_The task_
Reproduce all lines of the listing below in which the word "else" occurs.

↓

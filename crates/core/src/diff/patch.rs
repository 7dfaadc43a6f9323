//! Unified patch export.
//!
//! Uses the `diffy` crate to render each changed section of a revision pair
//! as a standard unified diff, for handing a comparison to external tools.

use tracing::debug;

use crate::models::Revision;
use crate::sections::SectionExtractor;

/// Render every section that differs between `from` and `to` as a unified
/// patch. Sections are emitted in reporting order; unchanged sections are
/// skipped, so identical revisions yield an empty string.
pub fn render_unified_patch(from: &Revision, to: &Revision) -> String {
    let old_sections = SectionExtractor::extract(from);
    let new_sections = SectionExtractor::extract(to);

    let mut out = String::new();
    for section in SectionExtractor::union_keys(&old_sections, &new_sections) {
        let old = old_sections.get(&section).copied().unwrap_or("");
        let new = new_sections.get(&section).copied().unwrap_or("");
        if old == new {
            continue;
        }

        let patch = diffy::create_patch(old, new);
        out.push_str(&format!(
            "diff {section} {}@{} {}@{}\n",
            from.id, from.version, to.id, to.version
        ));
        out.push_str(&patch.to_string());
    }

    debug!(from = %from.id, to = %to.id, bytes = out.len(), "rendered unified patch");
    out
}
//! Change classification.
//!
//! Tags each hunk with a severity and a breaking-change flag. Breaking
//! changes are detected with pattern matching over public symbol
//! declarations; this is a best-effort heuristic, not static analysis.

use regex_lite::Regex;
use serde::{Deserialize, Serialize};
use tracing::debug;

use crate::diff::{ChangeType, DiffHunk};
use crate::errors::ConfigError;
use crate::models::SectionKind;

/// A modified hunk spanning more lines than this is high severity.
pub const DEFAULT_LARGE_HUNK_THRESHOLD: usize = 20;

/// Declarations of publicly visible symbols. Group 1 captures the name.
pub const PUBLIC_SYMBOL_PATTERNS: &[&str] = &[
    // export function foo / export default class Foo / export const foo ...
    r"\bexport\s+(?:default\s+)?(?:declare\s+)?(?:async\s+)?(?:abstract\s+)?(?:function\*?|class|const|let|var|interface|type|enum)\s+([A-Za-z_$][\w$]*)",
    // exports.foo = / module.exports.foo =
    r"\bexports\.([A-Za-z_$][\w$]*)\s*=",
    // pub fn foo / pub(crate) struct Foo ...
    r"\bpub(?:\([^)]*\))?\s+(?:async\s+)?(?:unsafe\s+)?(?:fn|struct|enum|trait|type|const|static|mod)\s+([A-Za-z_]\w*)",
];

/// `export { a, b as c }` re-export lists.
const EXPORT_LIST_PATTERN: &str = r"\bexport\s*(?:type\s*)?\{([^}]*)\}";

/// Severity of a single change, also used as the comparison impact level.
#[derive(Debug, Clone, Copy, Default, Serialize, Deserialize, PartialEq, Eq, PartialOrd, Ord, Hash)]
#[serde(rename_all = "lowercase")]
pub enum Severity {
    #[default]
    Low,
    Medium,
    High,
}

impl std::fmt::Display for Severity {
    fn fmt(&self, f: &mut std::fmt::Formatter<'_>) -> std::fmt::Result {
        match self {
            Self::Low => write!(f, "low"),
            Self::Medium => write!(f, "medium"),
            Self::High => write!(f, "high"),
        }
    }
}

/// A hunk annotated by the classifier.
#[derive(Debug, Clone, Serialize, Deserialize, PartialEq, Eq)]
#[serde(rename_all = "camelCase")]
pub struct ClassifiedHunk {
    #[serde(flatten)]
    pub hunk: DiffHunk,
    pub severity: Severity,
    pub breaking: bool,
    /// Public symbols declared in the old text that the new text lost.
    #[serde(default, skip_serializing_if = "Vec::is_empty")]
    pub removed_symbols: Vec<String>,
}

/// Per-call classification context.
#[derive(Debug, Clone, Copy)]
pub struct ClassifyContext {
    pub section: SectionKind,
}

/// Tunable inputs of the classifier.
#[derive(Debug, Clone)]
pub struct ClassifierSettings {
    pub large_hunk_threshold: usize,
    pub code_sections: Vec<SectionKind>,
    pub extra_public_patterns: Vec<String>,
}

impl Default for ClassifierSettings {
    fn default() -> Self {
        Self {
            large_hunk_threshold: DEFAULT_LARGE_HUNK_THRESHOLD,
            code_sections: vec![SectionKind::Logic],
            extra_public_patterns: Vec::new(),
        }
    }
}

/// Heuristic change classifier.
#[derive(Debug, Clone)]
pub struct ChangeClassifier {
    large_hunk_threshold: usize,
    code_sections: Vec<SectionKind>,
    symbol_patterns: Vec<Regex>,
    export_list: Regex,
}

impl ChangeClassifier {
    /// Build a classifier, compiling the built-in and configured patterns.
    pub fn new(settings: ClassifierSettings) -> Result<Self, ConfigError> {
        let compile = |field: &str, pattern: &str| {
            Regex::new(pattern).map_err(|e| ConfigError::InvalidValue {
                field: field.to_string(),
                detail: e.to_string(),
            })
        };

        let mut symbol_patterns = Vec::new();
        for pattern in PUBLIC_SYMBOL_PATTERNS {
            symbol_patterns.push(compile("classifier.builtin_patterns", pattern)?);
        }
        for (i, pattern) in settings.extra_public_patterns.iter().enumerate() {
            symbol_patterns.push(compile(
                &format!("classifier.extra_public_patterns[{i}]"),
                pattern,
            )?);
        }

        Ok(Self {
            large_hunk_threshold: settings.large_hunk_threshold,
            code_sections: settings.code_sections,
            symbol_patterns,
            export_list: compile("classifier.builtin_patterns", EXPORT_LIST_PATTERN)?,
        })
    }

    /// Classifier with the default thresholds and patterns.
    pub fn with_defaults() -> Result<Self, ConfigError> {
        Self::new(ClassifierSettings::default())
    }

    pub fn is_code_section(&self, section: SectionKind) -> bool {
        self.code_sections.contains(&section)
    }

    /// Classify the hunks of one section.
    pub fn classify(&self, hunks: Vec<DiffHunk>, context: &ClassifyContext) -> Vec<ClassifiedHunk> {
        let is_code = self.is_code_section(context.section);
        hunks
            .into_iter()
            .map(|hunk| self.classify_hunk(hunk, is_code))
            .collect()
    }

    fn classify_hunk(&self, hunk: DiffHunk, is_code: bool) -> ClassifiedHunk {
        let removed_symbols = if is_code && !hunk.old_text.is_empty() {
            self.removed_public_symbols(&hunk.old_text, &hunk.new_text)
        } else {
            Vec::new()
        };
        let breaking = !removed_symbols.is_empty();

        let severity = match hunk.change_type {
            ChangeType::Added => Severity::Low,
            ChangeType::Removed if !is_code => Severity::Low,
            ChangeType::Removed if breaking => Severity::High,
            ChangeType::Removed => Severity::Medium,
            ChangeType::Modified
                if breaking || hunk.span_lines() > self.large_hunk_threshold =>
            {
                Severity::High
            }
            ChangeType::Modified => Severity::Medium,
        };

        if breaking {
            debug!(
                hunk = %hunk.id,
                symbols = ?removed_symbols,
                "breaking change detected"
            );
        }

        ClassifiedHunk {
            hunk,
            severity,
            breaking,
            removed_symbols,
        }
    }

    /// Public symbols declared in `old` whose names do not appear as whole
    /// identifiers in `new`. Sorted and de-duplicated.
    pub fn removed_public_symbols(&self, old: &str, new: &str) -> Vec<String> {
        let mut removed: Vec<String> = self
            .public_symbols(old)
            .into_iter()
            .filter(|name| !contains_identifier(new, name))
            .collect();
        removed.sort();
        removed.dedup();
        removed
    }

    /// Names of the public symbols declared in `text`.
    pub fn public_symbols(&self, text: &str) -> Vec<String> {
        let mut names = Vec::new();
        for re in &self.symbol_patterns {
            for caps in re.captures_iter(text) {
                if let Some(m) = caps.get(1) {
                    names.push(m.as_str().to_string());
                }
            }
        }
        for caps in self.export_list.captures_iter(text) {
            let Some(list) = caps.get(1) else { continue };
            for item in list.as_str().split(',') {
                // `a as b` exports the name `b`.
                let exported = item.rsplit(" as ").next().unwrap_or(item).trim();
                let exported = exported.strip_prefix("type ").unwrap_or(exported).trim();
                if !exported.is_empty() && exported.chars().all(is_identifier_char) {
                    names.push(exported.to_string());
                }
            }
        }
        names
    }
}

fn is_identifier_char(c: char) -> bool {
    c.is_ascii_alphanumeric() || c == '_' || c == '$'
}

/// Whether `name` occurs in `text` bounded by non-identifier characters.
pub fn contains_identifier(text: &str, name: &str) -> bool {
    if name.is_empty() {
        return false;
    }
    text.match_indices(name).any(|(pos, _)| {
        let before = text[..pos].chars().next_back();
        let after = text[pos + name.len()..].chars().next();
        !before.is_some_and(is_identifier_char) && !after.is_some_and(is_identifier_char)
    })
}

↑

_Response to the task_
        } else {
            let Some(list) = caps.get(1) else { continue };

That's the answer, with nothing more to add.